But on the three nights per week that the President tweets late at night, his average tweet time is 12:06 am.
This suggests, the researchers write, that when the President stays up late, he’s getting fewer than 6 hours of sleep per night, on average.
The study, titled “Later bedtimes predict President Trump’s performance,” found that this increase in late-night activity cannot be accounted for by the President’s travel schedule, nor by an increase in his overall tweeting activity.
Fewer home-run tweets, more missers
Those wee-hour tweets are hurting his performance. The study finds that on the day following one of his late nights, the President’s Twitter followers interact less with his tweets: he gets 7,400 fewer likes per tweet, 1,300 fewer retweets, and 1,400 fewer replies, which figures equate to 6.5% – 8% fewer than average. As the researchers put it, after a late night he posts fewer “home run” tweets and more “non-resonant” ones.
More angry, less happy
Also, based on textual analysis of the President’s speeches and interviews, they find that the President Trump is less likely to be “happy” on the days after a late night, and nearly three times more likely to be “angry.”
Despite the President being happy in 88% of the transcripts, his late-tweeting nights and more late tweets appear to make him less happy the following day. The proportion of “happy” transcripts following a late night decreases almost 5%. Likewise, the proportion of angry transcripts increases by about 3% after a late night.
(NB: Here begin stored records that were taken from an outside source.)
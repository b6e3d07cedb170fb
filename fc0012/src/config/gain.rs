use crate::config::*;
use serde::{Deserialize, Serialize};
use tracing::debug;

pub const SEC_GAIN_MAX: u8 = 0x1F;

/// Gain past this many dB goes into the secondary stage
const SEC_GAIN_FROM_DB: i32 = 20;

#[derive(Copy, Clone, Debug, PartialEq, Eq, Serialize, Deserialize)]
pub enum GainMode {
    Automatic,
    Manual,
}

struct Breakpoint {
    min_db: i32,
    lna: LnaGain,
}

/* Measured calibration points, checked top to bottom. Below the last one the
 * LNA is at Lowest. */
#[rustfmt::skip]
const LNA_BREAKPOINTS: [Breakpoint; 4] = [
    Breakpoint { min_db: 19, lna: LnaGain::Max },
    Breakpoint { min_db: 18, lna: LnaGain::Hi  },
    Breakpoint { min_db:  7, lna: LnaGain::Mid },
    Breakpoint { min_db: -4, lna: LnaGain::Low },
];

#[derive(Copy, Clone, Debug, PartialEq, Eq)]
pub struct GainPlan {
    pub lna: LnaGain,
    pub secondary: u8,
}

impl GainPlan {
    #[must_use]
    pub fn new(db: i32) -> Self {
        let lna = LNA_BREAKPOINTS
            .iter()
            .find(|b| db >= b.min_db)
            .map_or(LnaGain::Lowest, |b| b.lna);
        let secondary = match lna {
            LnaGain::Max => db
                .saturating_sub(SEC_GAIN_FROM_DB)
                .clamp(0, SEC_GAIN_MAX.into()) as u8,
            _ => 0,
        };
        Self { lna, secondary }
    }

    /// Settings restored when AGC takes over again
    #[must_use]
    pub fn automatic() -> Self {
        Self {
            lna: LnaGain::Max,
            secondary: SEC_GAIN_MAX,
        }
    }

    pub fn write<B: Transport>(&self, radio: &mut Registers<B>) -> Result<()> {
        radio.SEC_GAIN().write(self.secondary)?;
        radio.LNA_GAIN().write(self.lna)?;
        Ok(())
    }
}

impl GainMode {
    pub fn write<B: Transport>(self, radio: &mut Registers<B>) -> Result<()> {
        debug!(mode = ?self, "gain mode");
        match self {
            // Leave the gain stages where AGC had them
            GainMode::Manual => radio.AGC_MODE().write(AgcMode::Off),
            GainMode::Automatic => {
                GainPlan::automatic().write(radio)?;
                radio.AGC_MODE().write(AgcMode::On)
            }
        }
    }
}
use crate::{Transport, I2C_ADDR};
use i2cdev::core::I2CDevice;
use i2cdev::linux::LinuxI2CDevice;
use std::{io, path::Path};

/// Tuner on a Linux `/dev/i2c-N` character device
pub struct I2cBus(LinuxI2CDevice);

pub fn open<P: AsRef<Path>>(path: P) -> io::Result<I2cBus> {
    let dev = LinuxI2CDevice::new(path, I2C_ADDR.into()).map_err(io::Error::other)?;
    Ok(I2cBus(dev))
}

impl Transport for I2cBus {
    fn write(&mut self, addr: u8, value: u8) -> io::Result<()> {
        self.0.write(&[addr, value]).map_err(io::Error::other)
    }

    // Register pointer write and data read are separate transfers, the chip
    // does not take a repeated start here.
    fn read(&mut self, addr: u8) -> io::Result<u8> {
        let mut data = [0];
        self.0.write(&[addr]).map_err(io::Error::other)?;
        self.0.read(&mut data).map_err(io::Error::other)?;
        Ok(data[0])
    }
}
Trump’s tweets and election betting odds
Although this shift in President Trump’s tweets has not yet attracted much attention in the media, the betting markets have certainly taken notice. After one of President Trump’s late nights, the odds of his leading opponent winning the 2020 election consistently increased by 0.6%, based on data provided by odds-tracker BetData.
Addressing the lack of sleep
The authors say their study is the first they know of to use this data to argue that President Trump’s sleep duration has become noticeably shorter. “The pattern we document is consistent with a progressive shortening of the President’s sleep over his first term and compromised performance from sleep deprivation,” they write.
The President’s performance, after all, is “immensely important to others” given his role as the leader of the United Sates. “If the President’s sleep is sub-optimally short in 2020,” the authors write, “it can and should be addressed.”
Twitter and social signalling are deeply intertwined. Twitter allows every post that a person makes to be polled, rated, and rated on based upon the following information. It currently has about 340 million users. Previous analysis of President Trump’s tweets has found that he shows many narcissistic traits.
Study: “Later bedtimes predict President Trump’s performance”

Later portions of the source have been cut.